Nadam

Nadam#

class braintools.optim.Nadam(lr=0.002, betas=(0.9, 0.999), eps=1e-08, weight_decay=0.0, momentum_decay=0.004, grad_clip_norm=None, grad_clip_value=None)#

Nadam optimizer - Adam with Nesterov accelerated gradient.

Nadam (Nesterov-accelerated Adaptive Moment Estimation) combines Adam with Nesterov momentum. It provides the benefits of both adaptive learning rates and Nesterov’s accelerated gradient method, often leading to faster convergence and better performance than standard Adam.

Parameters:
  • lr (float | LRScheduler) – Learning rate. Can be a float or LRScheduler instance.

  • betas (Tuple[float, float]) – Coefficients (beta1, beta2) for computing running averages of gradient and its square. beta1 is the exponential decay rate for the first moment estimates, beta2 is for the second moment estimates.

  • eps (float) – Term added to the denominator to improve numerical stability.

  • weight_decay (float) – Weight decay (L2 penalty) coefficient.

  • momentum_decay (float) – Momentum schedule decay rate for Nadam.

  • grad_clip_norm (float | None) – Maximum gradient norm for clipping.

  • grad_clip_value (float | None) – Maximum gradient value for clipping.

Notes

The Nadam update combines Adam’s adaptive learning rate with Nesterov momentum:

\[ \begin{align}\begin{aligned}m_t = \beta_1 m_{t-1} + (1 - \beta_1) g_t\\v_t = \beta_2 v_{t-1} + (1 - \beta_2) g_t^2\\\hat{m}_t = \frac{m_t}{1 - \beta_1^{t+1}} + \frac{(1 - \beta_1) g_t}{1 - \beta_1^t}\\\hat{v}_t = \frac{v_t}{1 - \beta_2^t}\\\theta_t = \theta_{t-1} - \alpha \frac{\hat{m}_t}{\sqrt{\hat{v}_t} + \epsilon}\end{aligned}\end{align} \]

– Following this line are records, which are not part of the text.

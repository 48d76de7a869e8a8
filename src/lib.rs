use std::sync::Arc;

use trackhaul_core::core::events::EventEmitter;
use trackhaul_core::fs_paths::{AppPaths, DesktopPaths};
use trackhaul_core::models::settings::AppSettings;

use crate::core::backend::BackendConnector;
use crate::core::manager::{DownloadManager, ManagerConfig};
use crate::core::recovery::{ErrorRecoveryService, RecoveryConfig};

pub mod commands;
pub mod core;
pub mod storage;

pub struct AppState<E: EventEmitter> {
    pub manager: DownloadManager<E>,
    pub paths: Arc<dyn AppPaths>,
}

impl<E: EventEmitter> AppState<E> {
    pub fn new(manager: DownloadManager<E>, paths: Arc<dyn AppPaths>) -> Self {
        Self { manager, paths }
    }

    pub fn from_settings(
        settings: &AppSettings,
        paths: Arc<dyn AppPaths>,
        connector: Arc<dyn BackendConnector>,
        emitter: E,
    ) -> anyhow::Result<Self> {
        let recovery = ErrorRecoveryService::new(RecoveryConfig::from(&settings.recovery), connector)?;
        let mut config = ManagerConfig::from_settings(settings);
        if config.output_dir.as_os_str().is_empty() {
            config.output_dir = paths.music_dir();
        }
        let manager = DownloadManager::new(config, recovery, emitter);
        Ok(Self::new(manager, paths))
    }
}

pub async fn run() -> anyhow::Result<()> {
    tracing_subscriber::fmt()
        .with_env_filter(
            tracing_subscriber::EnvFilter::try_from_default_env()
                .unwrap_or_else(|_| tracing_subscriber::EnvFilter::new("info")),
        )
        .init();

    let paths: Arc<dyn AppPaths> = Arc::new(DesktopPaths);
    let settings_file = storage::config::settings_path(paths.as_ref());
    let settings = storage::config::load_settings(paths.as_ref());
    if !settings_file.exists() {
        if let Err(e) = storage::config::save_settings(paths.as_ref(), &settings) {
            tracing::warn!("Could not write default settings: {}", e);
        }
    }
    tracing::info!(
        "Using backend {} (settings at {})",
        settings.backend.base_url,
        settings_file.display()
    );

    let connector = Arc::new(core::http_backend::HttpConnector::new(
        settings.backend.clone(),
        settings.proxy.clone(),
    ));
    let state = AppState::from_settings(&settings, paths, connector, core::events::LogEmitter)?;
    let handles = state.manager.start();

    tokio::signal::ctrl_c().await?;
    state.manager.shutdown();
    for handle in handles {
        let _ = handle.await;
    }
    tracing::info!("Stopped");
    Ok(())
}
use std::path::PathBuf;

use trackhaul_core::fs_paths::AppPaths;
use trackhaul_core::models::settings::AppSettings;

const STORE_PATH: &str = "settings.json";

pub fn settings_path(paths: &dyn AppPaths) -> PathBuf {
    paths.data_dir().join(STORE_PATH)
}

/// Missing or unreadable settings fall back to defaults.
pub fn load_settings(paths: &dyn AppPaths) -> AppSettings {
    let path = settings_path(paths);
    let raw = match std::fs::read_to_string(&path) {
        Ok(s) => s,
        Err(_) => return AppSettings::default(),
    };

    match serde_json::from_str::<AppSettings>(&raw) {
        Ok(settings) => settings,
        Err(e) => {
            tracing::warn!("Ignoring corrupt settings at {}: {}", path.display(), e);
            AppSettings::default()
        }
    }
}

pub fn save_settings(paths: &dyn AppPaths, settings: &AppSettings) -> anyhow::Result<()> {
    let path = settings_path(paths);
    if let Some(dir) = path.parent() {
        std::fs::create_dir_all(dir)?;
    }
    let tmp = path.with_extension("json.tmp");
    std::fs::write(&tmp, serde_json::to_vec_pretty(settings)?)?;
    std::fs::rename(&tmp, &path)?;
    Ok(())
}

#[cfg(test)]
mod tests {
    use super::*;
    use trackhaul_core::fs_paths::FixedPaths;

    #[test]
    fn missing_file_gives_defaults() {
        let dir = tempfile::tempdir().unwrap();
        let paths = FixedPaths::new(dir.path());
        let settings = load_settings(&paths);
        assert_eq!(settings.advanced.max_concurrent_downloads, 3);
    }

    #[test]
    fn save_then_load() {
        let dir = tempfile::tempdir().unwrap();
        let paths = FixedPaths::new(dir.path());
        let mut settings = AppSettings::default();
        settings.advanced.max_concurrent_downloads = 7;
        settings.backend.signing_key = "k".into();
        save_settings(&paths, &settings).unwrap();

        let loaded = load_settings(&paths);
        assert_eq!(loaded.advanced.max_concurrent_downloads, 7);
        assert_eq!(loaded.backend.signing_key, "k");
        assert!(!settings_path(&paths).with_extension("json.tmp").exists());
    }

    #[test]
    fn corrupt_file_gives_defaults() {
        let dir = tempfile::tempdir().unwrap();
        let paths = FixedPaths::new(dir.path());
        std::fs::create_dir_all(paths.data_dir()).unwrap();
        std::fs::write(settings_path(&paths), "{ not json").unwrap();
        assert_eq!(
            load_settings(&paths).recovery.circuit_breaker_threshold,
            5
        );
    }
}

where the key difference from Adam is in the bias-corrected first moment estimate \(\hat{m}_t\), which incorporates a look-ahead step similar to Nesterov momentum.

References

Examples

Basic Nadam usage:

>>> import brainstate
>>> import braintools
>>> import jax.numpy as jnp
>>>
>>> # Create model
>>> model = brainstate.nn.Linear(10, 5)
>>> optimizer = braintools.optim.Nadam(lr=0.002)
>>> optimizer.register_trainable_weights(model.states(brainstate.ParamState))

Nadam with custom betas:

>>> optimizer = braintools.optim.Nadam(lr=0.002, betas=(0.9, 0.99))
>>> optimizer.register_trainable_weights(model.states(brainstate.ParamState))

Nadam with weight decay:

>>> optimizer = braintools.optim.Nadam(lr=0.002, weight_decay=0.01)
>>> optimizer.register_trainable_weights(model.states(brainstate.ParamState))

Nadam with learning rate scheduler:

>>> scheduler = braintools.optim.ExponentialLR(gamma=0.95)
>>> optimizer = braintools.optim.Nadam(lr=scheduler, betas=(0.9, 0.999))
>>> optimizer.register_trainable_weights(model.states(brainstate.ParamState))
>>>
>>> for epoch in range(100):
...     # Training code
...     optimizer.step(grads)
...     scheduler.step()

Nadam with gradient clipping:

>>> optimizer = braintools.optim.Nadam(
...     lr=0.002,
...     grad_clip_norm=1.0,
...     grad_clip_value=0.5
... )
>>> optimizer.register_trainable_weights(model.states(brainstate.ParamState))

Comparison with Adam - Nadam often converges faster:

>>> # Compare convergence
>>> model1 = brainstate.nn.Linear(10, 5)
>>> model2 = brainstate.nn.Linear(10, 5)
>>>
>>> adam = braintools.optim.Adam(lr=0.002)
>>> nadam = braintools.optim.Nadam(lr=0.002)
>>>
>>> adam.register_trainable_weights(model1.states(brainstate.ParamState))
>>> nadam.register_trainable_weights(model2.states(brainstate.ParamState))
>>> # Nadam typically shows faster initial convergence

See also

Adam

Standard Adam optimizer

Adamax

Adam variant with infinity norm

RAdam

Rectified Adam with variance adaptation

SGD

Stochastic gradient descent with Nesterov momentum option

default_tx()[source]#

Create default gradient transformation with clipping and weight decay.